Saved data entries
++++++++++++++++++++

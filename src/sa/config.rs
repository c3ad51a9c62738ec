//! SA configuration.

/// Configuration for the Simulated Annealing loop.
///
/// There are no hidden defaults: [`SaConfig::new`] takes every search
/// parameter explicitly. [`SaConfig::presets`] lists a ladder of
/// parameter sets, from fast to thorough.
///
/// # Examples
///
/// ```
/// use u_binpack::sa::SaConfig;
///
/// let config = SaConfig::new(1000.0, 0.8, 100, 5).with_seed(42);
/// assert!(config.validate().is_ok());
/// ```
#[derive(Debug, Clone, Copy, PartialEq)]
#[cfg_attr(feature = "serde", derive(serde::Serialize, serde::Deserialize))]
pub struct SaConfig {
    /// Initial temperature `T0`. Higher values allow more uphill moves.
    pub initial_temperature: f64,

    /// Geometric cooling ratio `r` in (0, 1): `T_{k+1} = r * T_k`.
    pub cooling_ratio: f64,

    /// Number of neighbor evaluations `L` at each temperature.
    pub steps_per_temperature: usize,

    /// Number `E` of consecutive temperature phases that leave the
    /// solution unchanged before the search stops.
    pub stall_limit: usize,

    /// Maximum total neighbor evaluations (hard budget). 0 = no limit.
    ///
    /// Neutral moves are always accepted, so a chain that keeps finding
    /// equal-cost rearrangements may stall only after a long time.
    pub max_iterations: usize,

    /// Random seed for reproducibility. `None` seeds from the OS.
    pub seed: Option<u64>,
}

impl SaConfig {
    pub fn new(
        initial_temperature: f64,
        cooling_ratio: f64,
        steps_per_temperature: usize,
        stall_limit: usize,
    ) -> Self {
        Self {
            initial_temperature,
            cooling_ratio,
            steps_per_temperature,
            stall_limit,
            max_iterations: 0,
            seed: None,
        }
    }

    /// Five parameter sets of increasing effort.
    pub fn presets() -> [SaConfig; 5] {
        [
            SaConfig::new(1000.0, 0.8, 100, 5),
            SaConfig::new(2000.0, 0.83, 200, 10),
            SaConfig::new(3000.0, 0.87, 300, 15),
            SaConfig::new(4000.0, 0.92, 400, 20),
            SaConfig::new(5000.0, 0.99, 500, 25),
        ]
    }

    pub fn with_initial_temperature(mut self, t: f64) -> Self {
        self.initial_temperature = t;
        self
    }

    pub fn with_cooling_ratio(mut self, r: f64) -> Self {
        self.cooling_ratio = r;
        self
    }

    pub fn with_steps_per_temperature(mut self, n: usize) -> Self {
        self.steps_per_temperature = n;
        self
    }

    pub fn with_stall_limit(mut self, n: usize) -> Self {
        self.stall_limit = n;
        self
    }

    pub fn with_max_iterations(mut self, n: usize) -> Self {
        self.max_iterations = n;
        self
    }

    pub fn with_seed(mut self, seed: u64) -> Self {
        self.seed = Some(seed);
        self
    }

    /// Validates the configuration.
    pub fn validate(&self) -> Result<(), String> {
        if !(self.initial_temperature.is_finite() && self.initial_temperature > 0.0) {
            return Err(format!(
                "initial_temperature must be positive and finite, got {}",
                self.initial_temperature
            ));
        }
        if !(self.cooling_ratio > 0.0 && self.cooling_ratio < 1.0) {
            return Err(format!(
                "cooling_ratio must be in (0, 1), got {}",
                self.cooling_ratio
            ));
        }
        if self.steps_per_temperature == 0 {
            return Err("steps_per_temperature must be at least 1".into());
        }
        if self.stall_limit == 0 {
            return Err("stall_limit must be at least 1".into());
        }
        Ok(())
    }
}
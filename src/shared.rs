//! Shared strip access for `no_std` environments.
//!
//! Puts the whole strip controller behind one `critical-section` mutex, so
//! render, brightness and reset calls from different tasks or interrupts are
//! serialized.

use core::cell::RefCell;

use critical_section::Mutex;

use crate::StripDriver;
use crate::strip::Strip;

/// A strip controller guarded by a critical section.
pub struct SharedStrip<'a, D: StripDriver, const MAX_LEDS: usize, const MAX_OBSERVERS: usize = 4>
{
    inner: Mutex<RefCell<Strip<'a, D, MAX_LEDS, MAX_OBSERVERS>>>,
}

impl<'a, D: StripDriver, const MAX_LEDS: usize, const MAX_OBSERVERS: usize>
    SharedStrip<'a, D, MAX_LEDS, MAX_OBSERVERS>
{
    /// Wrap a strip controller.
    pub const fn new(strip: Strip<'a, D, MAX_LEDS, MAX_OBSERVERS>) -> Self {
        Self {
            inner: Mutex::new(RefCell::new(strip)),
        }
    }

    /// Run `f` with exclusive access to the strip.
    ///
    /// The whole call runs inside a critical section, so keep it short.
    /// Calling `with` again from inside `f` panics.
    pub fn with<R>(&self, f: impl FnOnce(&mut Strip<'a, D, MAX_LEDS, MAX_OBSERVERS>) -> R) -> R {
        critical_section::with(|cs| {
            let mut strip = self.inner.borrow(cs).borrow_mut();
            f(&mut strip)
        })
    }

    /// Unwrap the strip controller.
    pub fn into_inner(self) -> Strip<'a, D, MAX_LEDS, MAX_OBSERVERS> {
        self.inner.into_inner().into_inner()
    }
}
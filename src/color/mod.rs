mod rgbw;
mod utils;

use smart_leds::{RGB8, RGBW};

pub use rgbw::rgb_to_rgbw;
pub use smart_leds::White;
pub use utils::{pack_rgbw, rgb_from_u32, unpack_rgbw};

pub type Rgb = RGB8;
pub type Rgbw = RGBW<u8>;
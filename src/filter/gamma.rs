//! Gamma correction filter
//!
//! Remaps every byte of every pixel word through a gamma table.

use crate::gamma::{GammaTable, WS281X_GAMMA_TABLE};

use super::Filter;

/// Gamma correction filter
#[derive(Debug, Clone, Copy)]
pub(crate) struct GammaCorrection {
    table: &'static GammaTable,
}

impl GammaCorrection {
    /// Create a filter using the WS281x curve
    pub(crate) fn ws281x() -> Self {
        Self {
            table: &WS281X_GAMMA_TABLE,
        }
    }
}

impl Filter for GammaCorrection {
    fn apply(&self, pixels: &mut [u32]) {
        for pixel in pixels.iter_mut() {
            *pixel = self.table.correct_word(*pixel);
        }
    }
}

++++++++++++++++++++

**WHAT IS EXPECTED:**
Pull out all lines of the data with the string "derive".

**REPLY:**
#[derive(Debug, Clone, Copy, PartialEq)]
#[cfg_attr(feature = "serde", derive(serde::Serialize, serde::Deserialize))]
#[derive(Debug, Clone, Copy)]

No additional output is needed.